Figure 7 shows representative short and long axis human cardiac images 228 ms into systole and demonstrates the agreement between the predicted locations of the tag points and the actual tags in the MR images.
| Fig. 8 The root-mean-square deviation (RMSD) of the computed material point position as a function of input noise level on a human heart geometry and deformation field. The distribution of tracked points formed an isotropic cloud around the noise-free reference trajectory. The RMSD of the cloud at the endocardial and epicardial surface points was the same, but of a larger value than at midwall point locations. The error bars correspond to the standard deviation in the RMSD over the 100 Monte Carlo trials. |
The scatter of points around the expected value was found to be isotropic. The root-mean-square deviation (RMSD) of the computed material point position increased linearly as a function of input noise level, as shown in Figure 5. The scatter of points around the expected value was found to be isotropic. The RMSD at the endocardial and epicardial material points was found to be equal, and was greater than that found at the midwall. At an input noise standard deviation of 0.5mm, the midwall RMSD tracking error was 0.077 +/- 0.015 and that at the endocardium and epicardium was 0.126 +/- 0.030. The RMSD computation using a subset consisting of 50 trials gave results that were not significantly different, suggesting that 100 trials were sufficient to obtain a stable convergence of the estimate in tracking precision.
The combination of parallel-tag MR imaging and displacement field-fitting is an accurate and robust method for reconstructing the 3D deformation field over the entire left ventricle. Because of its reliance on parallel tag data, the displacement field-fitting method is inherently less susceptible than previous MRI reconstruction schemes to tag and contour detection error since only the centerline of any tag need be determined during image analysis. The incorporation of a greater number of points along each tag line increases the sampling density over the heart compared to techniques that use only those points located at intersections between tags or between tags and myocardial contours.
The fitting of displacement fields can also be realized using other methods, including energy minimization techniques [Young92, Denx94WNAM]. In this approach, the fits can be computed numerically for a predefined set of material points (nodes) and interpolation between these points accomplished via linear or finite element interpolation functions. Although field-fitting by solving for series coefficients has some mathematical similarities to energy minimization and other methods, the series method has several advantages. First, it is independent of material strain energy models. Second, the global fit provides the ability to express the 3D deformation at any myocardial point with a relatively small number of parameters, independent of a predefined set of material points.

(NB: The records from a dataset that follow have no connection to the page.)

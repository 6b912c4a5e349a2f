use super::THING_ID_PARAM;
use crate::repository::ThingRepository;
use crate::response::{respond, store_fault};
use crate::validation::{parse_body, require_thing_id, validate_update};
use http::StatusCode;
use things_core::{ActorId, ApiEvent, ApiResponse, HandlerError, InvocationContext, Thing, ThingError};
use things_middleware::{BoxFuture, Handler};
use things_telemetry::logging::fields;
use tracing::info;

const OPERATION: &str = "update";

/// `PATCH /things/{thingId}`: changes the supplied fields of a Thing.
///
/// The update timestamp and updater are refreshed on every update. A body
/// with no recognized field is rejected before the store is touched.
#[derive(Debug, Clone)]
pub struct UpdateThing {
    repository: ThingRepository,
    actor: ActorId,
}

impl UpdateThing {
    /// Creates the handler.
    pub fn new(repository: ThingRepository, actor: ActorId) -> Self {
        Self { repository, actor }
    }

    async fn update(&self, event: &ApiEvent) -> Result<Thing, ThingError> {
        let id = require_thing_id(event.path_parameter(THING_ID_PARAM))?;
        let body = parse_body(event)?;
        let input = validate_update(&body)?;

        if input.is_empty() {
            return Err(ThingError::NoFields);
        }

        let thing = self
            .repository
            .update(id, &input, &self.actor)
            .await
            .map_err(|e| store_fault(OPERATION, e))?
            .ok_or_else(|| ThingError::not_found(id))?;

        info!({ fields::OPERATION } = OPERATION, { fields::THING_ID } = %thing.id, "Thing updated");
        Ok(thing)
    }
}

impl Handler for UpdateThing {
    fn call<'a>(
        &'a self,
        event: &'a ApiEvent,
        _ctx: &'a InvocationContext,
    ) -> BoxFuture<'a, Result<ApiResponse, HandlerError>> {
        Box::pin(async move { respond(StatusCode::OK, self.update(event).await) })
    }
}

#[cfg(test)]
mod tests {
    use super::*;
    use crate::record::fixtures::row;
    use std::sync::Arc;
    use things_store::mock::MockExecutor;
    use things_store::{DatabaseTarget, Field, StoreError};

    const ID: &str = "550e8400-e29b-41d4-a716-446655440000";

    fn handler() -> (Arc<MockExecutor>, UpdateThing) {
        let mock = Arc::new(MockExecutor::new());
        let repository = ThingRepository::new(mock.clone(), DatabaseTarget::default());
        (mock, UpdateThing::new(repository, ActorId::placeholder()))
    }

    async fn call(handler: &UpdateThing, id: Option<&str>, body: Option<&str>) -> (u16, serde_json::Value) {
        let mut event = ApiEvent::new("PATCH", "/things");
        if let Some(id) = id {
            event = event.with_path_parameter(THING_ID_PARAM, id);
        }
        if let Some(body) = body {
            event = event.with_body(body);
        }
        let response = handler.call(&event, &InvocationContext::mock()).await.unwrap();
        let json = serde_json::from_str(response.body.as_deref().unwrap()).unwrap();
        (response.status_code, json)
    }

    #[tokio::test]
    async fn test_missing_id() {
        let (mock, handler) = handler();
        let (status, json) = call(&handler, None, Some(r#"{"name":"a"}"#)).await;
        assert_eq!(status, 400);
        assert_eq!(json["error"]["code"], "MISSING_ID");
        assert_eq!(mock.call_count(), 0);
    }

    #[tokio::test]
    async fn test_invalid_id_checked_before_body() {
        let (mock, handler) = handler();
        let (status, json) = call(&handler, Some("nope"), Some("{bad json")).await;
        assert_eq!(status, 400);
        assert_eq!(json["error"]["code"], "INVALID_ID");
        assert_eq!(mock.call_count(), 0);
    }

    #[tokio::test]
    async fn test_invalid_json() {
        let (_, handler) = handler();
        let (status, json) = call(&handler, Some(ID), Some("[")).await;
        assert_eq!(status, 400);
        assert_eq!(json["error"]["code"], "INVALID_JSON");
    }

    #[tokio::test]
    async fn test_validation_error() {
        let (mock, handler) = handler();
        let (status, json) = call(&handler, Some(ID), Some(r#"{"name":"","description":7}"#)).await;
        assert_eq!(status, 400);
        assert_eq!(json["error"]["code"], "VALIDATION_ERROR");
        assert_eq!(
            json["error"]["details"],
            serde_json::json!(["Name cannot be empty", "Description must be a string"])
        );
        assert_eq!(mock.call_count(), 0);
    }

    #[tokio::test]
    async fn test_no_fields_for_empty_and_absent_body() {
        for body in [Some("{}"), Some(""), None] {
            let (mock, handler) = handler();
            let (status, json) = call(&handler, Some(ID), body).await;
            assert_eq!(status, 400);
            assert_eq!(json["error"]["code"], "NO_FIELDS");
            assert_eq!(
                json["error"]["message"],
                "At least one field must be provided for update"
            );
            assert_eq!(mock.call_count(), 0);
        }
    }

    #[tokio::test]
    async fn test_name_only_still_refreshes_updater() {
        let (mock, handler) = handler();
        mock.push_records(vec![row(ID, "renamed", None)]);

        let (status, json) = call(&handler, Some(ID), Some(r#"{"name":" renamed "}"#)).await;
        assert_eq!(status, 200);
        assert_eq!(json["data"]["name"], "renamed");

        let statement = mock.call(0).unwrap();
        assert!(statement.sql.contains("updated_at = NOW()"));
        assert_eq!(statement.parameter("name"), Some(&Field::string("renamed")));
        assert_eq!(statement.parameter("updatedBy"), Some(&Field::string("system")));
        assert!(statement.parameter("description").is_none());
    }

    #[tokio::test]
    async fn test_empty_description_written_as_null() {
        let (mock, handler) = handler();
        mock.push_records(vec![row(ID, "lamp", None)]);

        call(&handler, Some(ID), Some(r#"{"description":""}"#)).await;
        assert_eq!(mock.call(0).unwrap().parameter("description"), Some(&Field::null()));
    }

    #[tokio::test]
    async fn test_not_found() {
        let (mock, handler) = handler();
        mock.push_empty();

        let (status, json) = call(&handler, Some(ID), Some(r#"{"name":"a"}"#)).await;
        assert_eq!(status, 404);
        assert_eq!(json["error"]["code"], "NOT_FOUND");
    }

    #[tokio::test]
    async fn test_store_fault() {
        let (mock, handler) = handler();
        mock.push_error(StoreError::backend("down"));

        let (status, json) = call(&handler, Some(ID), Some(r#"{"name":"a"}"#)).await;
        assert_eq!(status, 500);
        assert_eq!(json["error"]["code"], "INTERNAL_ERROR");
    }
}
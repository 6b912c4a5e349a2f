//! Error types for the Things API.
//!
//! Two families live here:
//!
//! - [`ThingError`] is the domain taxonomy. Handlers raise and answer these
//!   locally; each variant knows its stable code, HTTP status and message.
//! - [`HandlerError`] is what escapes a handler entirely. Only the pipeline's
//!   error interceptor ever sees it, and it inspects the variant tag once.
//!
//! | Code | Status | Cause |
//! |---|---|---|
//! | `INVALID_JSON` | 400 | Body present but not parseable |
//! | `VALIDATION_ERROR` | 400 | Body violates the operation's field schema |
//! | `MISSING_ID` | 400 | Path identifier absent |
//! | `INVALID_ID` | 400 | Path identifier not canonical-UUID-shaped |
//! | `NO_FIELDS` | 400 | Update without any recognized field |
//! | `NOT_FOUND` | 404 | No row for the identifier |
//! | `INTERNAL_ERROR` | 500 | Store fault or missing row where one was expected |

use http::StatusCode;
use serde::{Deserialize, Serialize};
use thiserror::Error;

/// Stable, machine-readable error codes carried in failure envelopes.
#[derive(Debug, Clone, Copy, PartialEq, Eq, Hash, Serialize, Deserialize)]
#[serde(rename_all = "SCREAMING_SNAKE_CASE")]
pub enum ErrorCode {
    /// Request body present but not parseable as JSON.
    InvalidJson,
    /// Request body violates the operation's schema.
    ValidationError,
    /// Path identifier absent.
    MissingId,
    /// Path identifier not a canonical UUID.
    InvalidId,
    /// Update request supplied no recognized field.
    NoFields,
    /// No resource matches the identifier.
    NotFound,
    /// Store fault or unexpected empty store result.
    InternalError,
}

impl ErrorCode {
    /// Returns the wire spelling of the code.
    #[must_use]
    pub const fn as_str(self) -> &'static str {
        match self {
            Self::InvalidJson => "INVALID_JSON",
            Self::ValidationError => "VALIDATION_ERROR",
            Self::MissingId => "MISSING_ID",
            Self::InvalidId => "INVALID_ID",
            Self::NoFields => "NO_FIELDS",
            Self::NotFound => "NOT_FOUND",
            Self::InternalError => "INTERNAL_ERROR",
        }
    }

    /// Returns the HTTP status this code is answered with.
    #[must_use]
    pub const fn status_code(self) -> StatusCode {
        match self {
            Self::InvalidJson
            | Self::ValidationError
            | Self::MissingId
            | Self::InvalidId
            | Self::NoFields => StatusCode::BAD_REQUEST,
            Self::NotFound => StatusCode::NOT_FOUND,
            Self::InternalError => StatusCode::INTERNAL_SERVER_ERROR,
        }
    }
}

impl std::fmt::Display for ErrorCode {
    fn fmt(&self, f: &mut std::fmt::Formatter<'_>) -> std::fmt::Result {
        f.write_str(self.as_str())
    }
}

/// Ordered collection of schema violation messages.
///
/// Validation never stops at the first violation, so this always holds
/// every message in the order the fields were checked.
#[derive(Debug, Clone, Default, PartialEq, Eq, Serialize, Deserialize)]
#[serde(transparent)]
pub struct ValidationErrors(Vec<String>);

impl ValidationErrors {
    /// Creates an empty collection.
    #[must_use]
    pub fn new() -> Self {
        Self::default()
    }

    /// Appends a violation message.
    pub fn push(&mut self, message: impl Into<String>) {
        self.0.push(message.into());
    }

    /// Returns true if no violation was recorded.
    #[must_use]
    pub fn is_empty(&self) -> bool {
        self.0.is_empty()
    }

    /// Returns the messages in recorded order.
    #[must_use]
    pub fn messages(&self) -> &[String] {
        &self.0
    }

    /// Returns `Ok(value)` when empty, otherwise `Err(self)`.
    pub fn into_result<T>(self, value: T) -> Result<T, Self> {
        if self.is_empty() {
            Ok(value)
        } else {
            Err(self)
        }
    }
}

impl std::fmt::Display for ValidationErrors {
    fn fmt(&self, f: &mut std::fmt::Formatter<'_>) -> std::fmt::Result {
        f.write_str(&self.0.join("; "))
    }
}

impl std::error::Error for ValidationErrors {}

impl<S: Into<String>> FromIterator<S> for ValidationErrors {
    fn from_iter<I: IntoIterator<Item = S>>(iter: I) -> Self {
        Self(iter.into_iter().map(Into::into).collect())
    }
}

/// Domain failures answered locally by a resource handler.
///
/// # Example
///
/// ```
/// use things_core::{ErrorCode, ThingError};
///
/// let err = ThingError::not_found("550e8400-e29b-41d4-a716-446655440000");
/// assert_eq!(err.code(), ErrorCode::NotFound);
/// assert_eq!(err.status_code().as_u16(), 404);
/// assert_eq!(err.to_string(), "Thing not found");
/// ```
#[derive(Error, Debug)]
pub enum ThingError {
    /// Body is not parseable JSON.
    #[error("Request body must be valid JSON")]
    InvalidJson {
        /// Why parsing failed (logged, never sent to clients).
        reason: String,
    },

    /// Body failed schema validation.
    #[error("Validation failed")]
    Validation(ValidationErrors),

    /// Path identifier absent.
    #[error("Thing ID is required")]
    MissingId,

    /// Path identifier present but not a canonical UUID.
    #[error("Invalid thing ID format")]
    InvalidId {
        /// The rejected identifier.
        id: String,
    },

    /// Update body carried no recognized field.
    #[error("At least one field must be provided for update")]
    NoFields,

    /// No row matches the identifier.
    #[error("Thing not found")]
    NotFound {
        /// The identifier that was looked up.
        id: String,
    },

    /// Store fault, or a store call that returned nothing where a row was
    /// expected.
    #[error("An unexpected error occurred")]
    Internal {
        /// The underlying failure (never exposed to clients).
        #[source]
        source: anyhow::Error,
    },
}

impl ThingError {
    /// Creates an invalid JSON error.
    #[must_use]
    pub fn invalid_json(reason: impl Into<String>) -> Self {
        Self::InvalidJson {
            reason: reason.into(),
        }
    }

    /// Creates an invalid identifier error.
    #[must_use]
    pub fn invalid_id(id: impl Into<String>) -> Self {
        Self::InvalidId { id: id.into() }
    }

    /// Creates a not found error.
    #[must_use]
    pub fn not_found(id: impl Into<String>) -> Self {
        Self::NotFound { id: id.into() }
    }

    /// Creates an internal error wrapping the underlying failure.
    pub fn internal(source: impl Into<anyhow::Error>) -> Self {
        Self::Internal {
            source: source.into(),
        }
    }

    /// Returns the stable error code.
    #[must_use]
    pub const fn code(&self) -> ErrorCode {
        match self {
            Self::InvalidJson { .. } => ErrorCode::InvalidJson,
            Self::Validation(_) => ErrorCode::ValidationError,
            Self::MissingId => ErrorCode::MissingId,
            Self::InvalidId { .. } => ErrorCode::InvalidId,
            Self::NoFields => ErrorCode::NoFields,
            Self::NotFound { .. } => ErrorCode::NotFound,
            Self::Internal { .. } => ErrorCode::InternalError,
        }
    }

    /// Returns the HTTP status code for this error.
    #[must_use]
    pub const fn status_code(&self) -> StatusCode {
        self.code().status_code()
    }

    /// Returns the optional `details` member of the error body.
    #[must_use]
    pub fn details(&self) -> Option<serde_json::Value> {
        match self {
            Self::Validation(errors) => serde_json::to_value(errors).ok(),
            _ => None,
        }
    }
}

impl From<ValidationErrors> for ThingError {
    fn from(errors: ValidationErrors) -> Self {
        Self::Validation(errors)
    }
}

/// A failure that escaped a handler and reached the pipeline.
///
/// The variant is the discriminator the error interceptor classifies on.
#[derive(Error, Debug)]
pub enum HandlerError {
    /// A schema validation failure that was not answered locally.
    #[error("Validation error: {0}")]
    Validation(ValidationErrors),

    /// Any other error-shaped failure.
    #[error(transparent)]
    Internal(#[from] anyhow::Error),

    /// A failure that carried no error value (the handler panicked).
    #[error("handler panicked: {0}")]
    Panic(String),
}

impl HandlerError {
    /// Creates an internal failure from a message.
    #[must_use]
    pub fn internal(message: impl std::fmt::Display + std::fmt::Debug + Send + Sync + 'static) -> Self {
        Self::Internal(anyhow::Error::msg(message))
    }
}

impl From<ValidationErrors> for HandlerError {
    fn from(errors: ValidationErrors) -> Self {
        Self::Validation(errors)
    }
}

impl From<serde_json::Error> for HandlerError {
    fn from(err: serde_json::Error) -> Self {
        Self::Internal(err.into())
    }
}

The field-fitting approach is immediately suitable to other methods of 3D strain analysis where motions in multiple directions are independently measured. For example, three sets of velocity encoded images [Pelc91] could be used to solve for a set of expressions describing the velocity field over a prescribed region of interest, in a manner analogous to that described for tag-based displacement fields. This would have the advantage of smoothly interpolating the velocity field between pixels and of filtering out uncertainty in the velocity measurements at each pixel. Grid tag data sets can also be analyzed by interpreting the grid as two independent sets of parallel tags.